Kerjasama ini juga difasilitasi oleh PT Panca Setia Bhakti, sebagai salah satu sister company dari sebuah perusahaan jasa tenaga kerja Indonesia (PJTKI).
Melalui kerjasama ini, BNI dan Perumas memberikan fasilitas pembiayaan perumahan bagi pekerja migran yang telah diseleksi dan direkomendasikan PT Panca Setia Bhakti untuk perumahan-perumahan yang disediakan oleh Perum Perumnas.
Direktur Konsumer BNI, Darwin Suzandi mengatakan kerjasama ini merupakan peluang BNI untuk meningkatkan penyaluran KPR BNI Griya terutama di kalangan pekerja migran Indonesia.
Sebelumnya, BNI juga telah memiliki program khusus dalam penyaluran kredit perumahan bagi pekerja migran Indonesia ini. Sekitar 2 tahun yang lalu, di BNI Cabang Hong Kong, BNI meluncurkan produk BNI Griya yang didesain khusus bagi kalangan pekerja migran.

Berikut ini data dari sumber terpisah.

//! Record keys - composite `<namespace>|<owner>|<index>` strings
//!
//! Layout:
//! - `h|FILE_NAME|3` header attribute
//! - `i|12|0` entity attribute, `i|12|_` entity declaration index
//! - `t|77|0` defined-type instance attribute, `t|77|_` its declaration index
//! - `t|5` type index (ids of entities whose exact type is declaration 5)
//! - `v|12|5|3` inverse index (ids of declaration-5 entities referencing #12 at slot 3)
//! - `g|2O2Fr$t4X7Zf8NOew3FLOH` guid index

use crate::{Error, Result};
use std::fmt;
use std::str::FromStr;

/// Whose attributes a record holds.
#[derive(Debug, Clone, PartialEq, Eq, Hash)]
pub enum RecordOwner {
    /// Header record, by declaration name
    Header(String),
    /// Entity instance, by store id
    Entity(u32),
    /// Defined-type instance, by identity
    Type(u64),
}

impl RecordOwner {
    fn write_prefix(&self, f: &mut impl fmt::Write) -> fmt::Result {
        match self {
            RecordOwner::Header(name) => write!(f, "h|{}|", name),
            RecordOwner::Entity(id) => write!(f, "i|{}|", id),
            RecordOwner::Type(identity) => write!(f, "t|{}|", identity),
        }
    }

    /// Prefix shared by every record of this owner, e.g. `i|12|`.
    pub fn prefix(&self) -> String {
        let mut s = String::new();
        let _ = self.write_prefix(&mut s);
        s
    }
}

#[derive(Debug, Clone, PartialEq, Eq, Hash)]
pub enum RecordKey {
    Attribute { owner: RecordOwner, slot: usize },
    Declaration(RecordOwner),
    TypeIndex(usize),
    Inverse { target: u32, declaration: usize, attribute: usize },
    Guid(String),
}

impl RecordKey {
    pub fn attribute(owner: RecordOwner, slot: usize) -> Self {
        RecordKey::Attribute { owner, slot }
    }

    /// Prefix of all inverse records naming `target`.
    pub fn inverse_prefix(target: u32) -> String {
        format!("v|{}|", target)
    }

    pub fn to_key_string(&self) -> String {
        self.to_string()
    }

    /// Parse a key string back into its components.
    pub fn parse(key: &str) -> Result<Self> {
        let invalid = || Error::CorruptRecord(format!("Invalid record key '{}'", key));
        let number = |s: &str| s.parse::<u64>().map_err(|_| invalid());

        let (namespace, rest) = key.split_once('|').ok_or_else(invalid)?;
        match namespace {
            "h" => {
                let (name, slot) = rest.rsplit_once('|').ok_or_else(invalid)?;
                Ok(RecordKey::Attribute {
                    owner: RecordOwner::Header(name.to_string()),
                    slot: number(slot)? as usize,
                })
            }
            "i" | "t" => match rest.split_once('|') {
                None if namespace == "t" => Ok(RecordKey::TypeIndex(number(rest)? as usize)),
                None => Err(invalid()),
                Some((owner, slot)) => {
                    let owner = if namespace == "i" {
                        RecordOwner::Entity(u32::try_from(number(owner)?).map_err(|_| invalid())?)
                    } else {
                        RecordOwner::Type(number(owner)?)
                    };
                    if slot == "_" {
                        Ok(RecordKey::Declaration(owner))
                    } else {
                        Ok(RecordKey::Attribute { owner, slot: number(slot)? as usize })
                    }
                }
            },
            "v" => {
                let mut parts = rest.splitn(3, '|');
                let mut next = || parts.next().ok_or_else(invalid).and_then(number);
                let target = u32::try_from(next()?).map_err(|_| invalid())?;
                let declaration = next()? as usize;
                let attribute = next()? as usize;
                Ok(RecordKey::Inverse { target, declaration, attribute })
            }
            "g" => Ok(RecordKey::Guid(rest.to_string())),
            _ => Err(invalid()),
        }
    }
}

impl fmt::Display for RecordKey {
    fn fmt(&self, f: &mut fmt::Formatter<'_>) -> fmt::Result {
        match self {
            RecordKey::Attribute { owner, slot } => {
                owner.write_prefix(f)?;
                write!(f, "{}", slot)
            }
            RecordKey::Declaration(owner) => {
                owner.write_prefix(f)?;
                f.write_str("_")
            }
            RecordKey::TypeIndex(decl) => write!(f, "t|{}", decl),
            RecordKey::Inverse { target, declaration, attribute } => {
                write!(f, "v|{}|{}|{}", target, declaration, attribute)
            }
            RecordKey::Guid(guid) => write!(f, "g|{}", guid),
        }
    }
}

impl FromStr for RecordKey {
    type Err = Error;

    fn from_str(s: &str) -> Result<Self> {
        Self::parse(s)
    }
}

#[cfg(test)]
mod tests {
    use super::*;

    #[test]
    fn test_key_strings() {
        assert_eq!(RecordKey::attribute(RecordOwner::Entity(12), 3).to_string(), "i|12|3");
        assert_eq!(RecordKey::Declaration(RecordOwner::Type(7)).to_string(), "t|7|_");
        assert_eq!(RecordKey::TypeIndex(5).to_string(), "t|5");
        assert_eq!(
            RecordKey::Inverse { target: 12, declaration: 5, attribute: 3 }.to_string(),
            "v|12|5|3"
        );
        assert_eq!(
            RecordKey::attribute(RecordOwner::Header("FILE_NAME".into()), 1).to_string(),
            "h|FILE_NAME|1"
        );
        assert_eq!(RecordOwner::Entity(12).prefix(), "i|12|");
        assert_eq!(RecordKey::inverse_prefix(12), "v|12|");
    }

    #[test]
    fn test_key_parse() {
        assert_eq!(
            RecordKey::parse("i|12|_").unwrap(),
            RecordKey::Declaration(RecordOwner::Entity(12))
        );
        assert_eq!(RecordKey::parse("t|5").unwrap(), RecordKey::TypeIndex(5));
        assert_eq!(
            RecordKey::parse("t|9|0").unwrap(),
            RecordKey::attribute(RecordOwner::Type(9), 0)
        );
        assert_eq!(
            RecordKey::parse("v|1|2|3").unwrap(),
            RecordKey::Inverse { target: 1, declaration: 2, attribute: 3 }
        );
        assert_eq!(RecordKey::parse("g|abc").unwrap(), RecordKey::Guid("abc".into()));
        assert_eq!(
            "h|FILE_SCHEMA|0".parse::<RecordKey>().unwrap(),
            RecordKey::attribute(RecordOwner::Header("FILE_SCHEMA".into()), 0)
        );
    }

    #[test]
    fn test_invalid_keys() {
        assert!(RecordKey::parse("x|1").is_err());
        assert!(RecordKey::parse("i|1").is_err());
        assert!(RecordKey::parse("v|1|2").is_err());
        assert!(RecordKey::parse("i|abc|0").is_err());
        assert!(RecordKey::parse("nobar").is_err());
    }
}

Dengan memanfaatkan jaringan yang luas, baik di dalam negeri dan luar negeri, BNI membuat skema kredit perumahan yang dapat dicicil dengan mudah dari gaji para pekerja migran.
"Namun dengan kerjasama kali ini, kami optimis penyaluran fasilitas kredit perumahan bagi para pekerja migran akan menjadi lebih optimal karena didukung oleh pihak-pihak yang kompeten, seperti Perum Perumnas dan PT Panca Setia Bakti," kata Darwin dalam acara penandatanganan
Direktur Perum Perumnas Himawan Arief mengatakan khusus untuk TKI Hong Kong, kerjasama ini akan ditargetkan 10.000 rumah dibangun di beberapa lokasi dan kota di Jawa Timur.

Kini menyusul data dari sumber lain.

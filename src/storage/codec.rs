//! Byte encoding of attribute values for persistent records
//!
//! A record starts with the [`ArgumentType::tag`] byte. Payloads are little
//! endian. Instance references are `i` + u32 id (entities) or `t` + u64
//! identity (defined-type instances). Aggregates carry a u32 element count;
//! string and binary elements carry a u32 byte length.

use crate::instance::InstanceRef;
use crate::schema::Schema;
use crate::value::{ArgumentType, AttributeValue, BitString, EnumerationReference, Logical};
use crate::{Error, Result};

/// Persistent address of a referenced instance.
#[derive(Debug, Clone, Copy, PartialEq, Eq, Hash)]
pub enum RecordRef {
    Entity(u32),
    Type(u64),
}

const ENTITY_REF: u8 = b'i';
const TYPE_REF: u8 = b't';

fn push_u32(out: &mut Vec<u8>, value: u32) {
    out.extend_from_slice(&value.to_le_bytes());
}

fn push_len(out: &mut Vec<u8>, len: usize) -> Result<()> {
    let len = u32::try_from(len)
        .map_err(|_| Error::CorruptRecord(format!("Length {} does not fit a record", len)))?;
    push_u32(out, len);
    Ok(())
}

fn push_ref(out: &mut Vec<u8>, record: RecordRef) {
    match record {
        RecordRef::Entity(id) => {
            out.push(ENTITY_REF);
            push_u32(out, id);
        }
        RecordRef::Type(identity) => {
            out.push(TYPE_REF);
            out.extend_from_slice(&identity.to_le_bytes());
        }
    }
}

fn push_bits(out: &mut Vec<u8>, bits: &BitString) {
    out.extend(bits.bits().iter().map(|b| if *b { b'1' } else { b'0' }));
}

fn push_list<T>(
    out: &mut Vec<u8>,
    items: &[T],
    mut each: impl FnMut(&mut Vec<u8>, &T) -> Result<()>,
) -> Result<()> {
    push_len(out, items.len())?;
    for item in items {
        each(out, item)?;
    }
    Ok(())
}

fn push_string_element(out: &mut Vec<u8>, s: &String) -> Result<()> {
    push_len(out, s.len())?;
    out.extend_from_slice(s.as_bytes());
    Ok(())
}

fn push_binary_element(out: &mut Vec<u8>, b: &BitString) -> Result<()> {
    push_len(out, b.len())?;
    push_bits(out, b);
    Ok(())
}

/// Encode a value. Instances are translated through `reference`.
pub fn encode<F>(value: &AttributeValue, mut reference: F) -> Result<Vec<u8>>
where
    F: FnMut(&InstanceRef) -> Result<RecordRef>,
{
    use AttributeValue::*;

    let mut out = vec![value.argument_type().tag()];
    match value {
        Blank | Derived | EmptyAggregate | EmptyAggregateOfAggregate => {}
        Int(i) => out.extend_from_slice(&i.to_le_bytes()),
        Bool(b) => out.push(u8::from(*b)),
        Logical(l) => out.push(l.as_u8()),
        Double(d) => out.extend_from_slice(&d.to_le_bytes()),
        String(s) => out.extend_from_slice(s.as_bytes()),
        Binary(b) => push_bits(&mut out, b),
        Enumeration(e) => {
            push_len(&mut out, e.declaration)?;
            push_len(&mut out, e.index)?;
        }
        Instance(i) => push_ref(&mut out, reference(i)?),
        AggregateOfInt(v) => push_list(&mut out, v, |o, i| {
            o.extend_from_slice(&i.to_le_bytes());
            Ok(())
        })?,
        AggregateOfDouble(v) => push_list(&mut out, v, |o, d| {
            o.extend_from_slice(&d.to_le_bytes());
            Ok(())
        })?,
        AggregateOfString(v) => push_list(&mut out, v, push_string_element)?,
        AggregateOfBinary(v) => push_list(&mut out, v, push_binary_element)?,
        AggregateOfInstance(v) => push_list(&mut out, v, |o, i| {
            push_ref(o, reference(i)?);
            Ok(())
        })?,
        AggregateOfAggregateOfInt(v) => push_list(&mut out, v, |o, inner| {
            push_list(o, inner, |o, i| {
                o.extend_from_slice(&i.to_le_bytes());
                Ok(())
            })
        })?,
        AggregateOfAggregateOfDouble(v) => push_list(&mut out, v, |o, inner| {
            push_list(o, inner, |o, d| {
                o.extend_from_slice(&d.to_le_bytes());
                Ok(())
            })
        })?,
        AggregateOfAggregateOfString(v) => {
            push_list(&mut out, v, |o, inner| push_list(o, inner, push_string_element))?
        }
        AggregateOfAggregateOfBinary(v) => {
            push_list(&mut out, v, |o, inner| push_list(o, inner, push_binary_element))?
        }
        AggregateOfAggregateOfInstance(v) => push_list(&mut out, v, |o, inner| {
            push_list(o, inner, |o, i| {
                push_ref(o, reference(i)?);
                Ok(())
            })
        })?,
    }
    Ok(out)
}

/// Encode an unresolved reference by raw record address.
pub fn encode_reference(record: RecordRef) -> Vec<u8> {
    let mut out = vec![ArgumentType::EntityInstance.tag()];
    push_ref(&mut out, record);
    out
}

pub fn encode_reference_list(records: &[RecordRef]) -> Vec<u8> {
    let mut out = vec![ArgumentType::AggregateOfEntityInstance.tag()];
    push_u32(&mut out, records.len() as u32);
    for r in records {
        push_ref(&mut out, *r);
    }
    out
}

pub fn encode_reference_lists(records: &[Vec<RecordRef>]) -> Vec<u8> {
    let mut out = vec![ArgumentType::AggregateOfAggregateOfEntityInstance.tag()];
    push_u32(&mut out, records.len() as u32);
    for inner in records {
        push_u32(&mut out, inner.len() as u32);
        for r in inner {
            push_ref(&mut out, *r);
        }
    }
    out
}

/// Type tag of an encoded value without decoding its payload.
pub fn decode_tag(bytes: &[u8]) -> Result<ArgumentType> {
    bytes
        .first()
        .and_then(|t| ArgumentType::from_tag(*t))
        .ok_or_else(|| Error::CorruptRecord("Missing or invalid type tag".to_string()))
}

struct Reader<'a> {
    bytes: &'a [u8],
    pos: usize,
}

impl<'a> Reader<'a> {
    fn take(&mut self, n: usize) -> Result<&'a [u8]> {
        let end = self.pos + n;
        let slice = self
            .bytes
            .get(self.pos..end)
            .ok_or_else(|| Error::CorruptRecord(format!("Record truncated at byte {}", self.pos)))?;
        self.pos = end;
        Ok(slice)
    }

    fn array<const N: usize>(&mut self) -> Result<[u8; N]> {
        let mut buf = [0u8; N];
        buf.copy_from_slice(self.take(N)?);
        Ok(buf)
    }

    fn u8(&mut self) -> Result<u8> {
        Ok(self.take(1)?[0])
    }

    fn u32(&mut self) -> Result<u32> {
        Ok(u32::from_le_bytes(self.array()?))
    }

    fn len(&mut self) -> Result<usize> {
        Ok(self.u32()? as usize)
    }

    fn i64(&mut self) -> Result<i64> {
        Ok(i64::from_le_bytes(self.array()?))
    }

    fn f64(&mut self) -> Result<f64> {
        Ok(f64::from_le_bytes(self.array()?))
    }

    fn rest(&mut self) -> &'a [u8] {
        let rest = &self.bytes[self.pos.min(self.bytes.len())..];
        self.pos = self.bytes.len();
        rest
    }

    fn reference(&mut self) -> Result<RecordRef> {
        match self.u8()? {
            ENTITY_REF => Ok(RecordRef::Entity(self.u32()?)),
            TYPE_REF => Ok(RecordRef::Type(u64::from_le_bytes(self.array()?))),
            other => Err(Error::CorruptRecord(format!("Invalid reference marker {:#04x}", other))),
        }
    }

    fn string(&mut self, len: usize) -> Result<String> {
        String::from_utf8(self.take(len)?.to_vec())
            .map_err(|e| Error::CorruptRecord(format!("Invalid UTF-8 in string record: {}", e)))
    }

    fn bits(&mut self, len: usize) -> Result<BitString> {
        bits_from(self.take(len)?)
    }

    fn list<T>(&mut self, mut each: impl FnMut(&mut Self) -> Result<T>) -> Result<Vec<T>> {
        let n = self.len()?;
        let mut out = Vec::with_capacity(n.min(4096));
        for _ in 0..n {
            out.push(each(self)?);
        }
        Ok(out)
    }
}

fn bits_from(bytes: &[u8]) -> Result<BitString> {
    bytes
        .iter()
        .map(|b| match b {
            b'0' => Ok(false),
            b'1' => Ok(true),
            other => Err(Error::CorruptRecord(format!("Invalid bit {:#04x}", other))),
        })
        .collect::<Result<Vec<_>>>()
        .map(BitString::new)
}

/// Decode a record. Enumeration literals are looked up in `schema`, instance
/// references are materialized through `resolve`.
pub fn decode<F>(bytes: &[u8], schema: &Schema, mut resolve: F) -> Result<AttributeValue>
where
    F: FnMut(RecordRef) -> Result<InstanceRef>,
{
    use ArgumentType as T;

    let tag = decode_tag(bytes)?;
    let mut r = Reader { bytes, pos: 1 };
    Ok(match tag {
        T::Blank | T::Unknown => AttributeValue::Blank,
        T::Derived => AttributeValue::Derived,
        T::EmptyAggregate => AttributeValue::EmptyAggregate,
        T::EmptyAggregateOfAggregate => AttributeValue::EmptyAggregateOfAggregate,
        T::Int => AttributeValue::Int(r.i64()?),
        T::Bool => AttributeValue::Bool(r.u8()? != 0),
        T::Logical => {
            let raw = r.u8()?;
            AttributeValue::Logical(
                Logical::from_u8(raw)
                    .ok_or_else(|| Error::CorruptRecord(format!("Invalid logical {}", raw)))?,
            )
        }
        T::Double => AttributeValue::Double(r.f64()?),
        T::String => {
            let rest = r.rest();
            AttributeValue::String(
                String::from_utf8(rest.to_vec())
                    .map_err(|e| Error::CorruptRecord(format!("Invalid UTF-8 in string record: {}", e)))?,
            )
        }
        T::Binary => AttributeValue::Binary(bits_from(r.rest())?),
        T::Enumeration => {
            let declaration = r.len()?;
            let index = r.len()?;
            let literal = schema
                .get(declaration)
                .and_then(|d| d.as_enumeration())
                .and_then(|e| e.items().get(index))
                .cloned()
                .ok_or_else(|| {
                    Error::CorruptRecord(format!(
                        "Enumeration literal {} of declaration {} not in schema {}",
                        index,
                        declaration,
                        schema.name()
                    ))
                })?;
            AttributeValue::Enumeration(EnumerationReference::new(declaration, index, literal))
        }
        T::EntityInstance => AttributeValue::Instance(resolve(r.reference()?)?),
        T::AggregateOfInt => AttributeValue::AggregateOfInt(r.list(|r| r.i64())?),
        T::AggregateOfDouble => AttributeValue::AggregateOfDouble(r.list(|r| r.f64())?),
        T::AggregateOfString => AttributeValue::AggregateOfString(r.list(|r| {
            let n = r.len()?;
            r.string(n)
        })?),
        T::AggregateOfBinary => AttributeValue::AggregateOfBinary(r.list(|r| {
            let n = r.len()?;
            r.bits(n)
        })?),
        T::AggregateOfEntityInstance => {
            let refs = r.list(|r| r.reference())?;
            AttributeValue::AggregateOfInstance(refs.into_iter().map(&mut resolve).collect::<Result<_>>()?)
        }
        T::AggregateOfAggregateOfInt => {
            AttributeValue::AggregateOfAggregateOfInt(r.list(|r| r.list(|r| r.i64()))?)
        }
        T::AggregateOfAggregateOfDouble => {
            AttributeValue::AggregateOfAggregateOfDouble(r.list(|r| r.list(|r| r.f64()))?)
        }
        T::AggregateOfAggregateOfString => AttributeValue::AggregateOfAggregateOfString(r.list(|r| {
            r.list(|r| {
                let n = r.len()?;
                r.string(n)
            })
        })?),
        T::AggregateOfAggregateOfBinary => AttributeValue::AggregateOfAggregateOfBinary(r.list(|r| {
            r.list(|r| {
                let n = r.len()?;
                r.bits(n)
            })
        })?),
        T::AggregateOfAggregateOfEntityInstance => {
            let refs = r.list(|r| r.list(|r| r.reference()))?;
            let mut outer = Vec::with_capacity(refs.len());
            for inner in refs {
                outer.push(inner.into_iter().map(&mut resolve).collect::<Result<Vec<_>>>()?);
            }
            AttributeValue::AggregateOfAggregateOfInstance(outer)
        }
    })
}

"Ini merupakan langkah awal dalam penyediaan perumahan rakyat bagi para pekerja migran Indonesia di berbagai negara yang dimulai dari TKI yang berada di Hong Kong," jelasnya.
Dikatakan Himawan 10.000 rumah tersebut akan akan tersebar di beberapa lokasi Jawa Timur. "Untuk tahap pertama sebanyak 2.000 rumah di daerah Malang, Madiun, Kediri dan Blitar," tuturnya.
Himawan menambahkan TKI di Hong Kong potensinya 150.000 orang dengan 70 persennya berasal dari Jawa Timur dengan penghasilan Rp 4,5 triliun sampai Rp 6 juta per bulan.
"Pembangunan perumahan TKI ini merupakan program perlindungan dan kesejahteraan bagi para TKI target tersebut akan direalisasikan pada bulan April 2010,"
jelasnya.
Di tempat yang sama, Menteri Perumahan Rakyat (Menpera) Muhammad Yusuf Asyari mengatakan program ini masih baru dan sangat baik karena menyediakan perumahan khusus untuk TKI. "Bila TKI bisa difasilitasi dengan sangat baik, kita harapkan dapat dukungan dari BNP2TKI," ungkapnya.